Frink le había vuelto la espalda, y se negaba a volverse de nuevo. Ella siguió sentada en la cama, tal vez cinco minutos, esperando que él dijese algo; después, suspiró, se levantó y salió de la habitación.
5
Cuando los esquiladores se hubieron marchado y volvió a sumirse el distrito en la semiinercia del invierno, llegaron la Fiesta anual de Gillanbone y las Carreras Campestres. Era el acontecimiento más importante del calendario social, y duraba dos días. Fee no se sentía en condiciones de ir; por consiguiente, Paddy llevó a Mary Carson a la ciudad en el «Rolls-Royce», sin poder contar con su mujer para ayudarle o para hacer callar a Mary. Había advertido que, por alguna misteriosa razón, la sola presencia de Fee aplacaba a su hermana, como si la pusiera en una situación de desventaja.
Todos los demás fueron también. Bajo pena de muerte si no se portaban bien, los chicos fueron en el camión con Beerbarrel Pete, Jim, Tom, la señora Smith y la doncella; en cambio, Frank salió solo, más temprano, en el «Ford» modelo T. Todos los adultos del grupo se quedarían para la carrera del segundo día; por razones que sólo ella conocía, Mary Carson había declinado el ofrecimiento del padre Ralph de alojarla en la rectoría, pero había presionado a Paddy para que aceptase en su propio nombre y en el de Frank. En cuanto a los dos capataces y Tom, el hortelano, nadie sabía dónde se hospedarían, pero la señora Smith, Minnie y Cat, tenían amigas en Gilly que cuidarían de ellas.
Eran las diez de la mañana cuando Paddy dejó a su hermana en la mejor habitación del «Hotel Imperial»; después, se dirigió al bar y encontró allí a Frank, con una jarra de cerveza en la mano.
– Yo pago la ronda siguiente, viejo -dijo alegremente Paddy a su hijo-. Tengo que llevar a tía Mary al lunch de las Carreras Campestres y necesito darme ánimo, ya que tendré que pasar la dura prueba sin mamá.

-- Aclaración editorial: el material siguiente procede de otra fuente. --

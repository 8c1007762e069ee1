//! Key encapsulation (KEM) operation table.

use crate::core::error::Result;
use crate::core::params::Params;

/// Command codes for the KEM table
pub mod cmd {
    pub const ENCAPSULATE: i32 = 1;
    pub const DECAPSULATE: i32 = 2;
    pub const CTRL: i32 = 3;
}

/// Factory for KEM contexts
pub trait Kem: Send + Sync {
    fn new_ctx(&self, alg_id: i32) -> Result<Box<dyn KemCtx>>;
}

/// One encapsulation/decapsulation lifecycle.
///
/// The peer public key (`PKEY_PUBKEY`) or own private key (`PKEY_PRVKEY`)
/// arrives through `set_params`. Output lengths can be queried through
/// ctrl before sizing buffers.
pub trait KemCtx: Send {
    fn set_params(&mut self, params: &Params<'_>) -> Result<()>;

    /// Produce a shared secret and its encapsulation; returns
    /// `(secret_len, ciphertext_len)`
    fn encapsulate(&mut self, secret: &mut [u8], out: &mut [u8]) -> Result<(usize, usize)>;

    /// Recover the shared secret from `data`; returns its length
    fn decapsulate(&mut self, data: &[u8], out: &mut [u8]) -> Result<usize>;

    fn ctrl(&mut self, cmd: i32, params: &mut Params<'_>) -> Result<()>;
}

/// Ctrl commands understood by KEM contexts
pub mod ctrl {
    /// Write shared-secret and ciphertext lengths through
    /// `CTRL_SECRET_LEN`/`CTRL_CIPHERTEXT_LEN` bindings
    pub const GET_LEN: i32 = 1;
}
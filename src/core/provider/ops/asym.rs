//! Asymmetric cipher operation table.

use crate::core::error::Result;
use crate::core::params::Params;

/// Command codes for the asymmetric-cipher table
pub mod cmd {
    pub const ENCRYPT: i32 = 1;
    pub const DECRYPT: i32 = 2;
    pub const CTRL: i32 = 3;
}

/// Factory for asymmetric cipher contexts
pub trait AsymCipher: Send + Sync {
    fn new_ctx(&self, alg_id: i32) -> Result<Box<dyn AsymCipherCtx>>;
}

/// One public-key encryption lifecycle; key material arrives through
/// `set_params` before the primary operations run
pub trait AsymCipherCtx: Send {
    fn set_params(&mut self, params: &Params<'_>) -> Result<()>;

    /// Encrypt `data` under the bound public key; returns the output length
    fn encrypt(&mut self, data: &[u8], out: &mut [u8]) -> Result<usize>;

    /// Decrypt `data` under the bound private key; returns the output length
    fn decrypt(&mut self, data: &[u8], out: &mut [u8]) -> Result<usize>;

    fn ctrl(&mut self, cmd: i32, params: &mut Params<'_>) -> Result<()>;
}
/*!
A seeded DRBG over the framework entropy and nonce capabilities.

Seed material is entropy plus nonce plus caller input, condensed through
SHA-256 into a generator seed. Reseeding happens on demand, after the
configured request interval, or on every request when prediction
resistance is on. With deterministic capability sources the whole
generator is deterministic, which is what test rigs want.
*/

use rand::rngs::StdRng;
use rand::{RngCore, SeedableRng};
use sha2::{Digest, Sha256};

use crate::core::algid;
use crate::core::error::{push, reject, CryptoError, Error, Result};
use crate::core::params::{keys, Params};
use crate::core::provider::ops::rand::{ctrl, RandAlgorithm, RandCtx};
use crate::core::provider::ops::Operation;
use crate::core::provider::Capabilities;
use crate::providers::software::optional_uint32;

const ENTROPY_LEN: usize = 32;
const NONCE_LEN: usize = 16;
const DEFAULT_RESEED_INTERVAL: u32 = 1024;

/// Factory for DRBG contexts, holding the capability set
pub struct SeededDrbg {
    caps: Capabilities,
}

impl SeededDrbg {
    pub fn new(caps: Capabilities) -> Self {
        Self { caps }
    }
}

impl RandAlgorithm for SeededDrbg {
    fn new_ctx(&self, alg_id: i32, params: &Params<'_>) -> Result<Box<dyn RandCtx>> {
        if alg_id != algid::RAND_DRBG {
            return Err(push(Error::AlgorithmNotFound {
                operation: Operation::Rand,
                alg_id,
            }));
        }
        let reseed_interval =
            optional_uint32(params, keys::RAND_RESEED_INTERVAL)?.unwrap_or(DEFAULT_RESEED_INTERVAL);
        if reseed_interval == 0 {
            reject!(Error::InvalidArgument("reseed interval must be nonzero".into()));
        }
        let prediction_resistance = optional_uint32(params, keys::RAND_PR)?.unwrap_or(0) != 0;
        Ok(Box::new(DrbgCtx {
            caps: self.caps.clone(),
            rng: None,
            reseed_interval,
            requests: 0,
            prediction_resistance,
        }))
    }
}

struct DrbgCtx {
    caps: Capabilities,
    rng: Option<StdRng>,
    reseed_interval: u32,
    requests: u32,
    prediction_resistance: bool,
}

impl DrbgCtx {
    /// Fresh entropy and nonce condensed with the extra inputs
    fn seed_material(&self, extras: &[&[u8]]) -> Result<[u8; 32]> {
        let entropy = self.caps.entropy.entropy(ENTROPY_LEN)?;
        let nonce = self.caps.nonce.nonce(NONCE_LEN)?;
        let mut hasher = Sha256::new();
        hasher.update(&entropy);
        hasher.update(&nonce);
        for extra in extras {
            hasher.update(extra);
        }
        Ok(hasher.finalize().into())
    }

    fn rng(&mut self) -> Result<&mut StdRng> {
        self.rng
            .as_mut()
            .ok_or_else(|| push(Error::Crypto(CryptoError::NotInstantiated)))
    }
}

impl RandCtx for DrbgCtx {
    fn instantiate(&mut self, personalization: &[u8], _params: &Params<'_>) -> Result<()> {
        let seed = self.seed_material(&[personalization])?;
        self.rng = Some(StdRng::from_seed(seed));
        self.requests = 0;
        Ok(())
    }

    fn uninstantiate(&mut self) -> Result<()> {
        self.rng = None;
        self.requests = 0;
        Ok(())
    }

    fn generate(
        &mut self,
        out: &mut [u8],
        additional_input: &[u8],
        params: &Params<'_>,
    ) -> Result<()> {
        self.rng()?;
        if self.prediction_resistance || self.requests >= self.reseed_interval {
            self.reseed(additional_input, params)?;
        } else if !additional_input.is_empty() {
            // fold the additional input into the running state
            let mut current = [0u8; 32];
            self.rng()?.fill_bytes(&mut current);
            let mut hasher = Sha256::new();
            hasher.update(current);
            hasher.update(additional_input);
            self.rng = Some(StdRng::from_seed(hasher.finalize().into()));
        }
        self.rng()?.fill_bytes(out);
        self.requests += 1;
        Ok(())
    }

    fn reseed(&mut self, additional_input: &[u8], _params: &Params<'_>) -> Result<()> {
        let mut current = [0u8; 32];
        self.rng()?.fill_bytes(&mut current);
        let seed = self.seed_material(&[&current, additional_input])?;
        self.rng = Some(StdRng::from_seed(seed));
        self.requests = 0;
        Ok(())
    }

    fn ctrl(&mut self, cmd: i32, params: &mut Params<'_>) -> Result<()> {
        match cmd {
            ctrl::GET_RESEED_INTERVAL => {
                params.set_uint32_out(keys::CTRL_OUTPUT_LEN, self.reseed_interval)
            }
            _ => reject!(Error::Unsupported(format!("DRBG ctrl command {cmd}"))),
        }
    }
}
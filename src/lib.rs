//! scaling-plot: declarative scaling-relation charts.
//!
//! A request carrying a precomputed fit line and observed points becomes a
//! two-trace figure with styled axes and legend, which a `PlotEngine` draws
//! onto a named surface.

pub mod api;
pub mod core;
pub mod error;
pub mod figure;
pub mod labels;
pub mod render;
pub mod telemetry;

pub use api::{ScalingPlotRenderer, ScalingPlotStyle, render_scaling_plot};
pub use core::PlotRequest;
pub use error::{PlotError, PlotResult};
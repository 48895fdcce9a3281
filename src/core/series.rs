use serde::{Deserialize, Serialize};

use crate::error::{PlotError, PlotResult};

/// Ordered coordinate pairs for one trace, stored column-wise.
#[derive(Debug, Clone, Default, PartialEq, Serialize, Deserialize)]
pub struct Series {
    #[serde(default)]
    pub x: Vec<f64>,
    #[serde(default)]
    pub y: Vec<f64>,
}

impl Series {
    #[must_use]
    pub fn new(x: Vec<f64>, y: Vec<f64>) -> Self {
        Self { x, y }
    }

    #[must_use]
    pub fn empty() -> Self {
        Self::default()
    }

    /// Number of points, taken from the x column.
    #[must_use]
    pub fn len(&self) -> usize {
        self.x.len()
    }

    #[must_use]
    pub fn is_empty(&self) -> bool {
        self.x.is_empty() && self.y.is_empty()
    }

    /// Checks that both columns have the same length and hold finite values.
    ///
    /// `name` identifies the series in the returned error.
    pub fn validate(&self, name: &'static str) -> PlotResult<()> {
        if self.x.len() != self.y.len() {
            return Err(PlotError::MalformedSeries {
                series: name,
                x_len: self.x.len(),
                y_len: self.y.len(),
            });
        }

        for (axis, values) in [("x", &self.x), ("y", &self.y)] {
            if let Some(index) = values.iter().position(|value| !value.is_finite()) {
                return Err(PlotError::InvalidData(format!(
                    "{name} series {axis}[{index}] must be finite"
                )));
            }
        }

        Ok(())
    }
}
//! Builders for the text a host passes into a scaling plot request.
//!
//! These cover label and hover-text conventions only; fetching the data and
//! fitting the line happen elsewhere.

use crate::error::{PlotError, PlotResult};

/// Column width used when wrapping references inside hover text.
pub const HOVER_TEXT_WRAP_WIDTH: usize = 25;

const EN_DASH: char = '\u{2013}';
const LINE_BREAK: &str = "<br>";

/// Reaction written as `AB|A|B`: the reactant and the two products.
#[derive(Debug, Clone, PartialEq, Eq)]
pub struct ReactionEquation {
    pub reactant: String,
    pub product_a: String,
    pub product_b: String,
}

impl ReactionEquation {
    pub fn parse(input: &str) -> PlotResult<Self> {
        let parts: Vec<&str> = input.split('|').collect();
        let [reactant, product_a, product_b] = parts.as_slice() else {
            return Err(PlotError::InvalidData(format!(
                "reaction `{input}` must have the form AB|A|B"
            )));
        };
        Ok(Self {
            reactant: (*reactant).to_owned(),
            product_a: (*product_a).to_owned(),
            product_b: (*product_b).to_owned(),
        })
    }

    /// Axis label such as `N2 → N* N* (eV)`.
    #[must_use]
    pub fn axis_label(&self) -> String {
        format!(
            "{} \u{2192} {} {} (eV)",
            self.reactant, self.product_a, self.product_b
        )
    }
}

/// Sources cited for one observed point.
#[derive(Debug, Clone, Default, PartialEq, Eq)]
pub enum HoverReferences {
    #[default]
    None,
    /// Both axes plot the same reaction, so one reference covers the point.
    Shared(String),
    /// Each axis plots a different reaction with its own reference.
    PerAxis { x: String, y: String },
}

/// Hover text for one observed point: the surface facet plus its sources.
#[derive(Debug, Clone, PartialEq, Eq)]
pub struct HoverAnnotation {
    pub surface: String,
    pub termination: String,
    pub references: HoverReferences,
}

impl HoverAnnotation {
    #[must_use]
    pub fn new(surface: impl Into<String>, termination: impl Into<String>) -> Self {
        Self {
            surface: surface.into(),
            termination: termination.into(),
            references: HoverReferences::None,
        }
    }

    #[must_use]
    pub fn with_reference(mut self, reference: impl Into<String>) -> Self {
        self.references = HoverReferences::Shared(reference.into());
        self
    }

    #[must_use]
    pub fn with_axis_references(mut self, x: impl Into<String>, y: impl Into<String>) -> Self {
        self.references = HoverReferences::PerAxis {
            x: x.into(),
            y: y.into(),
        };
        self
    }

    /// Termination with the short `1` form expanded to `0001`.
    #[must_use]
    pub fn termination(&self) -> &str {
        if self.termination == "1" {
            "0001"
        } else {
            &self.termination
        }
    }

    /// Renders `Surface(termination) <br><br>References:<br>...`.
    ///
    /// Per-axis references are tagged `X.` and `Y.`. Without references only
    /// the facet is shown.
    #[must_use]
    pub fn to_hover_text(&self) -> String {
        let facet = format!("{}({})", self.surface, self.termination());
        let references = match &self.references {
            HoverReferences::None => return facet,
            HoverReferences::Shared(reference) => wrapped(reference),
            HoverReferences::PerAxis { x, y } => {
                format!("X. {}{LINE_BREAK}Y. {}", wrapped(x), wrapped(y))
            }
        };
        format!("{facet} {LINE_BREAK}{LINE_BREAK}References:{LINE_BREAK}{references}")
    }
}

fn wrapped(reference: &str) -> String {
    wrap_words(reference, HOVER_TEXT_WRAP_WIDTH).join(LINE_BREAK)
}

/// Greedy word wrap. Words longer than `width` stay on their own line.
#[must_use]
pub fn wrap_words(text: &str, width: usize) -> Vec<String> {
    let mut lines = Vec::new();
    let mut current = String::new();
    for word in text.split_whitespace() {
        let needed = if current.is_empty() {
            word.chars().count()
        } else {
            current.chars().count() + 1 + word.chars().count()
        };
        if needed > width && !current.is_empty() {
            lines.push(std::mem::take(&mut current));
        }
        if !current.is_empty() {
            current.push(' ');
        }
        current.push_str(word);
    }
    if !current.is_empty() {
        lines.push(current);
    }
    lines
}

/// Legend label for a precomputed linear fit, e.g. `Y = 1.50 X + 0.25`.
///
/// Only strictly positive values take the plain or `+` form; zero is written
/// with an en dash like a negative value.
pub fn linear_fit_label(slope: f64, intercept: f64) -> PlotResult<String> {
    if !slope.is_finite() || !intercept.is_finite() {
        return Err(PlotError::InvalidData(
            "fit slope and intercept must be finite".to_owned(),
        ));
    }
    let slope = if slope > 0.0 {
        format!("{slope:.2}")
    } else {
        format!("{EN_DASH}{:.2}", slope.abs())
    };
    let intercept = if intercept > 0.0 {
        format!("+ {intercept:.2}")
    } else {
        format!("{EN_DASH} {:.2}", intercept.abs())
    };
    Ok(format!("Y = {slope} X {intercept}"))
}

#[cfg(test)]
mod tests {
    use super::*;

    #[test]
    fn wrap_keeps_long_words_whole() {
        let lines = wrap_words("a supercalifragilistic word", 10);
        assert_eq!(lines, ["a", "supercalifragilistic", "word"]);
    }

    #[test]
    fn wrap_of_blank_text_is_empty() {
        assert!(wrap_words("   ", 25).is_empty());
    }
}
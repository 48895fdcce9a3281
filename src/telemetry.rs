//! Telemetry helpers for hosts embedding `scaling-plot`.
//!
//! Renderers and engines emit `tracing` events; nothing is printed unless the
//! host installs a subscriber. Call `init_default_tracing` or wire your own
//! subscriber and filters.

/// Initializes a default `tracing` subscriber when the `telemetry` feature is enabled.
///
/// Returns `true` when initialization succeeds.
/// Returns `false` when the feature is disabled or the host already set a
/// global subscriber.
#[must_use]
pub fn init_default_tracing() -> bool {
    #[cfg(feature = "telemetry")]
    {
        let builder = tracing_subscriber::fmt()
            .with_env_filter(
                tracing_subscriber::EnvFilter::try_from_default_env()
                    .unwrap_or_else(|_| tracing_subscriber::EnvFilter::new("info")),
            )
            .with_writer(std::io::stderr)
            .with_target(false)
            .compact();

        return builder.try_init().is_ok();
    }

    #[cfg(not(feature = "telemetry"))]
    {
        false
    }
}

El hábito y el respeto son mucho más difíciles de vencer de lo que suele imaginarse, cuando se trata de romper una conducta de muchos años; y Frank descubrió que no podía hacer lo que estaba deseando, que no podía arrojar el contenido de su jarra de cerveza a la cara de su padre, y menos delante de tanta gente como había en el bar. Por consiguiente, apuró de un trago el resto de su cerveza, sonrió forzadamente y dijo:
– Lo siento, papá, pero he quedado en encontrarme con unos muchachos en la feria.
– Entonces, vete. Pero toma esto y diviértete, y, si te emborrachas, procura que tu madre no se entere.
Frank contempló el pulcro billete de cinco libras que tenía en la mano, deseando rasgarlo en mil pedazos y arrojarlo a la cara de su padre, pero la costumbre triunfó una vez más; lo dobló, se lo guardó en el bolsillo y dio las gracias a su padre. Y le faltó tiempo para salir del bar.